Wednesday, March 17, 2010

What stats leading to winning and losing??

After looking at stats in the aggregate, I thought I would go back and look at stats for each game.  The goal is to figure out what stats were closely linked to winning and losing, and which ones were not.  Please note that somebody who actually knows statistics might correlate this stuff....with me, you get more of a shade-tree statistician look.

For reasons you will see in a minute, defensive performance had a bigger role in winning and losing then offense did.  What I did was take our average for each stat, and then figure out our record when we were better than our average and worse than our average.  The stats you see below is the different in record between better and worse than average, expressed in games.

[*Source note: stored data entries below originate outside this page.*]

//! Curtain control loop — motorized curtain from averaged ambient light.
//!
//! Runs once per 2 s tick. Each cycle fills a fresh ten-sample window from
//! the light sensor, averages it, converts to lux through the fixed
//! calibration divisor, and compares against the threshold directly — no
//! hysteresis band, so oscillation near the threshold is possible and
//! accepted.

use log::info;

use crate::config::SystemConfig;

use super::ports::{CurtainMotorPort, FrameLink, LightSensorPort};
use super::reporter::{self, CurtainDecision};
use super::state::SystemState;

/// Raw samples taken per cycle. The window is rebuilt from scratch every
/// cycle; nothing slides or carries over.
pub const LIGHT_SAMPLES: usize = 10;

/// Periodic light-averaging controller for the curtain motor.
pub struct CurtainController {
    threshold_lux: u16,
    lux_divisor: u16,
    open_angle_deg: i8,
    closed_angle_deg: i8,
}

impl CurtainController {
    pub fn new(config: &SystemConfig) -> Self {
        Self {
            threshold_lux: config.light_threshold_lux,
            lux_divisor: config.lux_divisor,
            open_angle_deg: config.open_angle_deg,
            closed_angle_deg: config.closed_angle_deg,
        }
    }

    /// Truncated integer mean of the window, then truncated division by
    /// the calibration divisor. Both truncations are part of the
    /// observable behaviour: a raw mean of 3004 is 600 lux, not 601.
    pub fn window_lux(&self, samples: &[u16; LIGHT_SAMPLES]) -> u16 {
        let sum: u32 = samples.iter().map(|&s| u32::from(s)).sum();
        let avg = sum / LIGHT_SAMPLES as u32;
        (avg / u32::from(self.lux_divisor)) as u16
    }

    /// Run one full curtain cycle: enable check → sample window → average
    /// → threshold → actuate → report.
    pub fn tick(
        &mut self,
        state: &SystemState,
        hw: &mut (impl LightSensorPort + CurtainMotorPort),
        link: &mut impl FrameLink,
    ) {
        if !state.is_enabled() {
            // Zeroed report, curtain left where it is.
            reporter::report_curtain(link, &CurtainDecision { lux: 0, open: false });
            return;
        }

        // Samples are taken back-to-back and unvalidated: the port always
        // produces a value.
        let mut samples = [0u16; LIGHT_SAMPLES];
        for slot in &mut samples {
            *slot = hw.read_raw();
        }

        let lux = self.window_lux(&samples);
        let open = lux > self.threshold_lux;

        if open {
            info!("curtain: {lux} lux above threshold, opening");
            hw.set_curtain_angle(self.open_angle_deg);
        } else {
            info!("curtain: {lux} lux at or below threshold, closing");
            hw.set_curtain_angle(self.closed_angle_deg);
        }

        reporter::report_curtain(link, &CurtainDecision { lux, open });
    }
}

By far, the single biggest and most influential stat is point per possession allowed.  BG was 12-1 when it allowed fewer PPP than its season average and 2-15 when it did not, a 12 game difference.  The next strongest test was True Shooting (which measures FG, 3FG and FT shooting) which had a 9-game difference.  That one is a little disingenuous since you can't defend against FT%.  Floor percentage (percentage of possessions scored on) was +7 as was effective FG%.  (When BG allowed eFG below 45%, they were undefeated).

Other tests revealed a less striking difference.  Note, in particular, that tempo did not appear to play a big role.

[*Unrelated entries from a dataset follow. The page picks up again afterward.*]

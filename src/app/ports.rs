//! Port traits — the hexagonal boundary between domain logic and the outside world.
//!
//! ```text
//!   Adapter ──▶ Port trait ──▶ Controller (domain)
//! ```
//!
//! Driven adapters (sensors, actuators, the radio link) implement these
//! traits. The controllers consume them via generics, so the domain core
//! never touches hardware directly.

use crate::error::SensorError;

// ───────────────────────────────────────────────────────────────
// Sensor ports (driven adapters: hardware → domain)
// ───────────────────────────────────────────────────────────────

/// One combined reading from the humidity/temperature sensor.
#[derive(Debug, Clone, Copy)]
pub struct ClimateReading {
    pub humidity_pct: f32,
    pub temperature_c: f32,
}

/// Read-side port for the climate loop's sensor.
///
/// An `Err` is a transient miss: the caller skips the cycle and the next
/// tick retries naturally. No retry happens inside the port.
pub trait ClimateSensorPort {
    fn read(&mut self) -> Result<ClimateReading, SensorError>;
}

/// Read-side port for the curtain loop's light sensor.
///
/// One raw ADC sample per call. The port never fails; out-of-range counts
/// are passed through unvalidated.
pub trait LightSensorPort {
    fn read_raw(&mut self) -> u16;
}

// ───────────────────────────────────────────────────────────────
// Actuator ports (driven adapters: domain → hardware)
// ───────────────────────────────────────────────────────────────
//
// The actuator side is split by owning context: the climate loop and the
// command dispatcher drive indicators, the curtain loop drives the motor.
// Each context holds its own adapter, so no actuator is shared across
// loops. All calls are fire-and-forget and assumed to succeed.

/// Indicator LEDs on the front panel.
#[derive(Debug, Clone, Copy, PartialEq, Eq)]
pub enum Indicator {
    /// System enabled (driven by the command dispatcher).
    SystemOn,
    /// Cooling commanded.
    Cooling,
    /// Heating commanded.
    Heating,
}

/// Write-side port for the indicator LEDs.
pub trait IndicatorPort {
    /// Switch an indicator LED on or off.
    fn set_indicator(&mut self, which: Indicator, on: bool);
}

/// Write-side port for the curtain motor.
pub trait CurtainMotorPort {
    /// Move the curtain servo to the given angle in degrees.
    fn set_curtain_angle(&mut self, degrees: i8);
}

// ───────────────────────────────────────────────────────────────
// Wire link port (driven adapter: domain → radio)
// ───────────────────────────────────────────────────────────────

/// Outbound side of the wireless link.
///
/// One ASCII status frame per call, best-effort: no delivery status is
/// reported back and none is consumed by the domain.
pub trait FrameLink {
    fn send(&mut self, frame: &str);
}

Switching to offense, the first thing to notice is that the strongest offensive measure only made an eight game difference.  On the whole, you can see in the chart below that there are much fewer long columns in the offensive chart than the defensive chart.

BG was 11-4 when it was above its average in offensive rebound % and only 3-12 below.  The other interesting one was steals allowed, which showed a seven game difference.  It is almost TOO interesting, in fact, and seems like something random might be going on there.  Floor percentage was also key for the offense.  Scoring was less important (+5) than for the defense.



Anyway, like I said, there are probably more sensitive ways to test this, but I'd say that a stronger defensive performance would have yielded us more wins than more scoring.  As I noted in the aggregate stats analysis, our defense was clearly below our expectations for the style of ball we want to play.